BEGIN RECORDED INFORMATION

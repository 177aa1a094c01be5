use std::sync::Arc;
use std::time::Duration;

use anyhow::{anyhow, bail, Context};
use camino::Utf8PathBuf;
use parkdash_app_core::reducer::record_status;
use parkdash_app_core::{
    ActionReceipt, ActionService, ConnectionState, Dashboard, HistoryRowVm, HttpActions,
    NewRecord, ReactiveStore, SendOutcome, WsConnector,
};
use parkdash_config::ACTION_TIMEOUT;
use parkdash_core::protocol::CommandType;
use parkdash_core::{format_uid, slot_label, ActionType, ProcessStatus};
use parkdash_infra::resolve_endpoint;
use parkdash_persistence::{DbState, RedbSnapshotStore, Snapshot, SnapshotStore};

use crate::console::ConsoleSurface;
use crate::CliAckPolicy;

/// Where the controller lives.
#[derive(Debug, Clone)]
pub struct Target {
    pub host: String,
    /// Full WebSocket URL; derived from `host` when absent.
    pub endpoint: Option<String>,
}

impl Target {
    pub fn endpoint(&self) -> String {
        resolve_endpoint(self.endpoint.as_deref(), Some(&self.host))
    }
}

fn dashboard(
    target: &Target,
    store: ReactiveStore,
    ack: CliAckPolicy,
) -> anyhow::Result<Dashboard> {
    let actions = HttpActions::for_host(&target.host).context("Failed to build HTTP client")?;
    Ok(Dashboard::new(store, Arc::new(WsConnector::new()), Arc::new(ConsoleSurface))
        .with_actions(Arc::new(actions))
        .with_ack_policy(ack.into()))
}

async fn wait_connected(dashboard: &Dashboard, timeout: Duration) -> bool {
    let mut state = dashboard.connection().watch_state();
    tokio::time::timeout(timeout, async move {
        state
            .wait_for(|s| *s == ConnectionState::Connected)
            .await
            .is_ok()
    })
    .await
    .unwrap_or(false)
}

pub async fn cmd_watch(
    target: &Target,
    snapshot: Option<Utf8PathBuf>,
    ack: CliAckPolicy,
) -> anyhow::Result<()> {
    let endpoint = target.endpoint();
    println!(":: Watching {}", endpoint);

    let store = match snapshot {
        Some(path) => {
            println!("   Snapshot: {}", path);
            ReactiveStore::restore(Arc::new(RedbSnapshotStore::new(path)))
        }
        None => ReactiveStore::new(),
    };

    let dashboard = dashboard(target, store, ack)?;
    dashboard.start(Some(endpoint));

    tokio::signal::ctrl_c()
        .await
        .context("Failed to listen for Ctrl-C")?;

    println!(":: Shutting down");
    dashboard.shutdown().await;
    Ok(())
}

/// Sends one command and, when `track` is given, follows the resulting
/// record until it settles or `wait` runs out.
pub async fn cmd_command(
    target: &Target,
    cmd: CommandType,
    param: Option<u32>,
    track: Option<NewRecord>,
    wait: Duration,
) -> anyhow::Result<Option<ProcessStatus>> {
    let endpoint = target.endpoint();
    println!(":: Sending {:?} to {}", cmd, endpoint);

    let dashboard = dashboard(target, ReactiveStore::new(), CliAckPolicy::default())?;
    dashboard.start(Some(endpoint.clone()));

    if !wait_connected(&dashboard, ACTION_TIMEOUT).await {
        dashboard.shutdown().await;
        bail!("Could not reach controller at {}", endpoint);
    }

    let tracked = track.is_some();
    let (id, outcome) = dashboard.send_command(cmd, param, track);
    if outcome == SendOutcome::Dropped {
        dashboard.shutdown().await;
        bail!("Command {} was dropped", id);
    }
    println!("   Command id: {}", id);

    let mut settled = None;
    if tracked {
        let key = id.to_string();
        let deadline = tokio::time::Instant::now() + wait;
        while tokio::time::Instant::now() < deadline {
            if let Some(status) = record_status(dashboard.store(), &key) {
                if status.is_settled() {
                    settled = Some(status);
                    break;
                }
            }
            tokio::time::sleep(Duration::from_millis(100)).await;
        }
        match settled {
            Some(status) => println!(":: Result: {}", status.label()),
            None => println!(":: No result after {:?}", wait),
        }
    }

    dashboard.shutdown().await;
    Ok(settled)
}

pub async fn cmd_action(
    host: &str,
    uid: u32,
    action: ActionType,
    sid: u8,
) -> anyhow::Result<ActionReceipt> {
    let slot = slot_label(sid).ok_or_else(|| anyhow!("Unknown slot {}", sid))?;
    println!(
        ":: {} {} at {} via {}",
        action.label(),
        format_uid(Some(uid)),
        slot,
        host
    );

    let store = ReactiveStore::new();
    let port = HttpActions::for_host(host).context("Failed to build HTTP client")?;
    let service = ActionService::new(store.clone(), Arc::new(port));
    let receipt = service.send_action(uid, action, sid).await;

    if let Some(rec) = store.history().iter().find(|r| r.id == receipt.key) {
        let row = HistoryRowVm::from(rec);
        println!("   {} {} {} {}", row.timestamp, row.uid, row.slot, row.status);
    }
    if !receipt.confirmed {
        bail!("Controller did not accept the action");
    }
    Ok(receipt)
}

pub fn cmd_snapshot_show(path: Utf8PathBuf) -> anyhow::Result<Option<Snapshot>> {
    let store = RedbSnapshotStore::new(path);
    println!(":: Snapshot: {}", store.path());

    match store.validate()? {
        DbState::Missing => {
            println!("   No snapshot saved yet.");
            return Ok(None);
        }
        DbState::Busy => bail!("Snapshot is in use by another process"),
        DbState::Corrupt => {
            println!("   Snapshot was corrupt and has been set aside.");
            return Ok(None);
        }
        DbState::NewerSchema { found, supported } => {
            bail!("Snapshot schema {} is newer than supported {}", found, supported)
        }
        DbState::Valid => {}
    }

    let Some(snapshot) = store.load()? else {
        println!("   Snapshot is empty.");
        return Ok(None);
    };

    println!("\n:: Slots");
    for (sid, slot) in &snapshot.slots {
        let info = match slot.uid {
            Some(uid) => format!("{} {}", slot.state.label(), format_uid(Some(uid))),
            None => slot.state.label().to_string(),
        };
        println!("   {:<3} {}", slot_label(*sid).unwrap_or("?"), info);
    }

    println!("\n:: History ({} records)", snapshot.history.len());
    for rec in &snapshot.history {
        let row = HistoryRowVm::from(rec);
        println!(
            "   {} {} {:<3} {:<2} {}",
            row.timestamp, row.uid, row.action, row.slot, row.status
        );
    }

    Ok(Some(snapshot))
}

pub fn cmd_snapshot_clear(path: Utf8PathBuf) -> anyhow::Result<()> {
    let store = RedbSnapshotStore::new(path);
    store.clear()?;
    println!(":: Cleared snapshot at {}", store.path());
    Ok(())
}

END RECORDED INFORMATION
BEGIN RECORDED INFORMATION

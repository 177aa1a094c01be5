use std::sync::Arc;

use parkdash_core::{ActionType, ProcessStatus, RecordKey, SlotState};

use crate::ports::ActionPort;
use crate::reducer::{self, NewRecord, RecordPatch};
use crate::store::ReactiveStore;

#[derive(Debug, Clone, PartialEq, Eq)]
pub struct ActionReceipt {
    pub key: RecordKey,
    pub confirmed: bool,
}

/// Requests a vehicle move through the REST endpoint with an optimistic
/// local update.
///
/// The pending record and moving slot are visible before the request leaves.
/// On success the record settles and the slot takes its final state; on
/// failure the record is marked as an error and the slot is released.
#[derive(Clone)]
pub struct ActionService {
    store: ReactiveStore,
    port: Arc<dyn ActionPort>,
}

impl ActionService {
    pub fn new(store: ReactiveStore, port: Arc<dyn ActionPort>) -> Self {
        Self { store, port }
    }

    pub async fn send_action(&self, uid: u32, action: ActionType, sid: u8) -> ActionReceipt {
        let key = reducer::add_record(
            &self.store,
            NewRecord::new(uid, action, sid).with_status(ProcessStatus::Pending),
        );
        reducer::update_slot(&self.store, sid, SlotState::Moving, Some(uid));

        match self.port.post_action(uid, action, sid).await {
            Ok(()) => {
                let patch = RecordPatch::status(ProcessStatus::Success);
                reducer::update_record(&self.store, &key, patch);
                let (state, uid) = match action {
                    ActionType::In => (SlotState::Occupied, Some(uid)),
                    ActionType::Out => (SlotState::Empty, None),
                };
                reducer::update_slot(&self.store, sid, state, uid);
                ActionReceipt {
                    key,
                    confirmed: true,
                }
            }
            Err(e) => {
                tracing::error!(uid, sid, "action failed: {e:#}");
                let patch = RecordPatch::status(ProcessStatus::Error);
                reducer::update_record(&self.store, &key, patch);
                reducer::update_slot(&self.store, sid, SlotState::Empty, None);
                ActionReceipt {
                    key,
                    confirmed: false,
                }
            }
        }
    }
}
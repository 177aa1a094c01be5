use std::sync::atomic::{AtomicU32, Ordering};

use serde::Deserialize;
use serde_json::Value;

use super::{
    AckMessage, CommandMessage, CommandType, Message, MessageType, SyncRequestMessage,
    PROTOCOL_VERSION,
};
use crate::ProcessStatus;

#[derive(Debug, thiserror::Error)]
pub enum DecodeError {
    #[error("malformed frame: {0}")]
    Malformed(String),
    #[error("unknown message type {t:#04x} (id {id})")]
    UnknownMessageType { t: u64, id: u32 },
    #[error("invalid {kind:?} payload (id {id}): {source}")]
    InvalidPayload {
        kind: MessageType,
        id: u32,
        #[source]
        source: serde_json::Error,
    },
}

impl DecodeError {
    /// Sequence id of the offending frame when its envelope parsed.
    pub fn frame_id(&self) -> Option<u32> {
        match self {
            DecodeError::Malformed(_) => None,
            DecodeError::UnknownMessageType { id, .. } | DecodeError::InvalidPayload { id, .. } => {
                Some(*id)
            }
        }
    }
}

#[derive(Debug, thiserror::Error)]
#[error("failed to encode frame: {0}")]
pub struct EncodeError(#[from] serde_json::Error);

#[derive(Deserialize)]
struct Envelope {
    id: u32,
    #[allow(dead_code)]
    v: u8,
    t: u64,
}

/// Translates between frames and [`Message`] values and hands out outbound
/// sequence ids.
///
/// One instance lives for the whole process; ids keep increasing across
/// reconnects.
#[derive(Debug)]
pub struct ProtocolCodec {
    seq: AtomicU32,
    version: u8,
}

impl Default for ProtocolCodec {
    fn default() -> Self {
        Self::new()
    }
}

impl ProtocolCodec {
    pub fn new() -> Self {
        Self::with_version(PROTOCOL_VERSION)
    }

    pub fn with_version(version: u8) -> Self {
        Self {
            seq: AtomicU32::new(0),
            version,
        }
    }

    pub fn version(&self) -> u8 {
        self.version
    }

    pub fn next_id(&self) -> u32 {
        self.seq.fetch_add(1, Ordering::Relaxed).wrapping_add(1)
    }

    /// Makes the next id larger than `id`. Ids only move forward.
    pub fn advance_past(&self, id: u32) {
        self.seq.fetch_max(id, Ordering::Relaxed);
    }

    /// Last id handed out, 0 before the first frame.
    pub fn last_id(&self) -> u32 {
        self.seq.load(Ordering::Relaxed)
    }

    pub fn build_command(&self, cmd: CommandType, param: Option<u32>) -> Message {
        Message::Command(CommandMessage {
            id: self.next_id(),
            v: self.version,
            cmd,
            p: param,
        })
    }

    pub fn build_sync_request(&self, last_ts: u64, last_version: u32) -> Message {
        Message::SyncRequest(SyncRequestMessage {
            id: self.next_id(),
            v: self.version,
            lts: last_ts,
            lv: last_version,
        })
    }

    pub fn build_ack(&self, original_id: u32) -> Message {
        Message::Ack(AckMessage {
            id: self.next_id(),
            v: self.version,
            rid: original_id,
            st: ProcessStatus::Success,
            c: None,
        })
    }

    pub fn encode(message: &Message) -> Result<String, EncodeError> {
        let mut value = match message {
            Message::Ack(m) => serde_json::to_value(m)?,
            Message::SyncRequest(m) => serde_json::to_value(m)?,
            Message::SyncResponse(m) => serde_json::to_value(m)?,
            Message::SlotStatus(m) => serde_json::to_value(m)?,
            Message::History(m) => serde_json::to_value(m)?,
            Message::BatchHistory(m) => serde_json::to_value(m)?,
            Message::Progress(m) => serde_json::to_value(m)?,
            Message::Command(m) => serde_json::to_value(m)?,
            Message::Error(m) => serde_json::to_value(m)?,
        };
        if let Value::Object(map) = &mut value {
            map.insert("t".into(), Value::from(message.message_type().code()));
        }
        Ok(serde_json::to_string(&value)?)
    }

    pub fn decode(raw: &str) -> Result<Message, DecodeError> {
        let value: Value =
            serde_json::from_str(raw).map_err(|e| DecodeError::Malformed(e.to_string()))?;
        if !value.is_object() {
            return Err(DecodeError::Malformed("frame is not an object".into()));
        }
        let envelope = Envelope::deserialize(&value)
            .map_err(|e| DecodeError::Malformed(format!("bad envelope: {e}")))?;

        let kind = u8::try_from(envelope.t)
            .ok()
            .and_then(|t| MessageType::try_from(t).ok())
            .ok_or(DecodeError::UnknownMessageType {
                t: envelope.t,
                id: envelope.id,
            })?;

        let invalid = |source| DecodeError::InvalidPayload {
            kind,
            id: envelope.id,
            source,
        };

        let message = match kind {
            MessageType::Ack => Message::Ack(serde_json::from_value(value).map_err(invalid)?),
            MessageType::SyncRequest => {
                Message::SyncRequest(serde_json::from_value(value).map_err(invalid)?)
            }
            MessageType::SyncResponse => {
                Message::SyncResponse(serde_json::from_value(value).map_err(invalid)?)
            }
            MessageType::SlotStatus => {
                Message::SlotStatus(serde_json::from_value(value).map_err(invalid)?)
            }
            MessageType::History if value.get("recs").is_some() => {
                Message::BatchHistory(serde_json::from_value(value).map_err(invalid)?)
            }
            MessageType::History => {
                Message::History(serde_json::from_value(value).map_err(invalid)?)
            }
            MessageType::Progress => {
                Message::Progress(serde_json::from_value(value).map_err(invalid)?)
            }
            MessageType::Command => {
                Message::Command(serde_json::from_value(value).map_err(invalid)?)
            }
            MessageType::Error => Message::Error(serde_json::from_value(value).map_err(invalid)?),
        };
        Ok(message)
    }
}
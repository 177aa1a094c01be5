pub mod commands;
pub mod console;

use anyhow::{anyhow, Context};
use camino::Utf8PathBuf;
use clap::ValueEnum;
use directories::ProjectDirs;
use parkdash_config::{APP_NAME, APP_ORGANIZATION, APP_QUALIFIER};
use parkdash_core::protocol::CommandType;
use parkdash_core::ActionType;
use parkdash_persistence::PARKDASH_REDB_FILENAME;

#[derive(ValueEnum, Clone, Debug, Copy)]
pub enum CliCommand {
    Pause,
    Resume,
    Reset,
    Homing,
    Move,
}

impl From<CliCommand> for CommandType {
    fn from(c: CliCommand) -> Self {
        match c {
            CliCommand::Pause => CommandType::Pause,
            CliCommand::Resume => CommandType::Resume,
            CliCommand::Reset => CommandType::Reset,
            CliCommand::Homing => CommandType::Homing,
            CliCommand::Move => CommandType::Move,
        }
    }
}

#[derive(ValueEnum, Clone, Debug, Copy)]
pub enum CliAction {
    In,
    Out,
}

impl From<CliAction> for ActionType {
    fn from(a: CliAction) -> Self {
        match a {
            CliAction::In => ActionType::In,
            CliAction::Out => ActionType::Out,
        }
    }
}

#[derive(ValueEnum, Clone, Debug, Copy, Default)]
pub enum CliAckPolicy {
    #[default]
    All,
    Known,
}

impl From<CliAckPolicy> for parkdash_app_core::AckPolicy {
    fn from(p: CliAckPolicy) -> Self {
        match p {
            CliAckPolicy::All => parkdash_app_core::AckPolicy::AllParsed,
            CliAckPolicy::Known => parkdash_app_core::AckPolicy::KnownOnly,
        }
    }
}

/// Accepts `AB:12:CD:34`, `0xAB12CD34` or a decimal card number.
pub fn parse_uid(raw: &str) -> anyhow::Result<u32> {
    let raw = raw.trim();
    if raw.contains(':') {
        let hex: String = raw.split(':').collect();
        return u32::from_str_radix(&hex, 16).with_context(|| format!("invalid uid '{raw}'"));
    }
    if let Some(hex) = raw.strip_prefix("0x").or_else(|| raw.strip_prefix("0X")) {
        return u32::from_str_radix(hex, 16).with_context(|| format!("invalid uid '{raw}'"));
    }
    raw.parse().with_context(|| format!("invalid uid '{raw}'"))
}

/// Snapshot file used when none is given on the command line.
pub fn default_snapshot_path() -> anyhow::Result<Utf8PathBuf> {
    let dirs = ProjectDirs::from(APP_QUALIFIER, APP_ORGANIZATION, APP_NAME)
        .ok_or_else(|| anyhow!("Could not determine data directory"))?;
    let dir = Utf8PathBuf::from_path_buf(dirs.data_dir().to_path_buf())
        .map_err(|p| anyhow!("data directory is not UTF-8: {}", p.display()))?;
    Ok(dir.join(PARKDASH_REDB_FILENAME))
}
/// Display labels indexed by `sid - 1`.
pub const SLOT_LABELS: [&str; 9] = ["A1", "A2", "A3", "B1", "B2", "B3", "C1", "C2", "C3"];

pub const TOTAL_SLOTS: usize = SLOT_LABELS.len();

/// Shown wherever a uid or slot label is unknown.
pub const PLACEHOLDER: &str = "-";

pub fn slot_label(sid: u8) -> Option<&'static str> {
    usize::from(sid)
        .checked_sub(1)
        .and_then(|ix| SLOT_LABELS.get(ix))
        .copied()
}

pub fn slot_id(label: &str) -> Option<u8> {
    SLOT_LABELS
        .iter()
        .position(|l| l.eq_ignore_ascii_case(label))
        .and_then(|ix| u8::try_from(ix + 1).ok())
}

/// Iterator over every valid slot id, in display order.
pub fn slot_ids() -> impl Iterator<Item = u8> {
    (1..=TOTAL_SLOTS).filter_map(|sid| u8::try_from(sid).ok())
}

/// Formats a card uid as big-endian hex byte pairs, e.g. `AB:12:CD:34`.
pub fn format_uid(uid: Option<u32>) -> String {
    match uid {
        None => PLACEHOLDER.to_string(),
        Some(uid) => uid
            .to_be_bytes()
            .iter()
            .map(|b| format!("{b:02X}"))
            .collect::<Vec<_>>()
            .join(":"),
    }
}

END RECORDED INFORMATION
BEGIN RECORDED INFORMATION

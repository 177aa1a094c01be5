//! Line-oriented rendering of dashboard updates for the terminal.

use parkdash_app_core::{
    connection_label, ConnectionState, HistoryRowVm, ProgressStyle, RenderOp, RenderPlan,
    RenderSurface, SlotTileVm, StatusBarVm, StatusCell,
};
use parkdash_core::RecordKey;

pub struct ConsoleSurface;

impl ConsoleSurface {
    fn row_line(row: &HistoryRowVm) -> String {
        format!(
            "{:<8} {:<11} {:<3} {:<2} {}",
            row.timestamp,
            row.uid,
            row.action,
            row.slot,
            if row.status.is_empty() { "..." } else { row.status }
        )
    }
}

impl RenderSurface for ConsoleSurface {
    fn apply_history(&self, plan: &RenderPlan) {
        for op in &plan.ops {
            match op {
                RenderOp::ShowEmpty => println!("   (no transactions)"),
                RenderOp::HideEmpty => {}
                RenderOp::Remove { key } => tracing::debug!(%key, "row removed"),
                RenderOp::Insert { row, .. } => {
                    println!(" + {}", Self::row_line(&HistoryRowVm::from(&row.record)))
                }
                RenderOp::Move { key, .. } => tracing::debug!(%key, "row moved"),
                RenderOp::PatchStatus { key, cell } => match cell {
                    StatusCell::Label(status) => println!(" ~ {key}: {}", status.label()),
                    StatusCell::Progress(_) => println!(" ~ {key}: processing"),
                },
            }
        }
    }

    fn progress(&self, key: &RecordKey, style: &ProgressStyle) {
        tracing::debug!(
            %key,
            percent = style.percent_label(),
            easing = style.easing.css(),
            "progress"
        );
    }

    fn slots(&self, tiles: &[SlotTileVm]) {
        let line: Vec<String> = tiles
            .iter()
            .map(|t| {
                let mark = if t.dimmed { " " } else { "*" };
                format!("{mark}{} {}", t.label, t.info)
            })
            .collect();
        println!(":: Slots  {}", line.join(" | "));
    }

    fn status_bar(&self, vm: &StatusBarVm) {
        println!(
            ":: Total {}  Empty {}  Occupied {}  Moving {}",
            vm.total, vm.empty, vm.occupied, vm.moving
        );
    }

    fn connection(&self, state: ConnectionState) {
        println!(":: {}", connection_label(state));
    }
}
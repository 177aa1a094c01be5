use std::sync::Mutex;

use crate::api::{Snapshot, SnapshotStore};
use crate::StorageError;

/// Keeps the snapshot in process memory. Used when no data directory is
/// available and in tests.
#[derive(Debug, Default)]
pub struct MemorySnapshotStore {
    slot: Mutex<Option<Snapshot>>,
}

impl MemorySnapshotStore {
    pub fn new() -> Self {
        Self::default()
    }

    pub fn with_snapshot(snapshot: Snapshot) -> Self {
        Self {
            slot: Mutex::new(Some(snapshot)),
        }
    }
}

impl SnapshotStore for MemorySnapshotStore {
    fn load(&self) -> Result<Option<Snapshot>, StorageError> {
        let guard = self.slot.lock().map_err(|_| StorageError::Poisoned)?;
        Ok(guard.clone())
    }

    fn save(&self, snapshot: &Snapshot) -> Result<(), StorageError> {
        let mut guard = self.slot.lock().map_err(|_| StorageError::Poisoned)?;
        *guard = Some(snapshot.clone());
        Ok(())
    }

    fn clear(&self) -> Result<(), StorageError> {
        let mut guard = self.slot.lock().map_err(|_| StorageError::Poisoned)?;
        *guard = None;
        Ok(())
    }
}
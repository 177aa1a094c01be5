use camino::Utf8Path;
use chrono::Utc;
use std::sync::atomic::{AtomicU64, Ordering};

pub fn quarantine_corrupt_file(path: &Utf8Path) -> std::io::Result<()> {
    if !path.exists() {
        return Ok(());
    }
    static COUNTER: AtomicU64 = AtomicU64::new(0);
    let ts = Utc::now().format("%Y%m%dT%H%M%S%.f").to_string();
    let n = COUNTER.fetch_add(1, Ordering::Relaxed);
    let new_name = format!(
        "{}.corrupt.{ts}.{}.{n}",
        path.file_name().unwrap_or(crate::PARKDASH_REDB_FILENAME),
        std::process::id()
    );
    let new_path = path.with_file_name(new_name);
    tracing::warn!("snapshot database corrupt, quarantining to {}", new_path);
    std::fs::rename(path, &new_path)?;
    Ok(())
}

END RECORDED INFORMATION

TO DO:
Copy out, from the data above, every line holding the word "ActionReceipt".

SOLVED EXERCISE:
    ActionReceipt, ActionService, ConnectionState, Dashboard, HistoryRowVm, HttpActions,
) -> anyhow::Result<ActionReceipt> {
pub struct ActionReceipt {
    pub async fn send_action(&self, uid: u32, action: ActionType, sid: u8) -> ActionReceipt {
                ActionReceipt {
                ActionReceipt {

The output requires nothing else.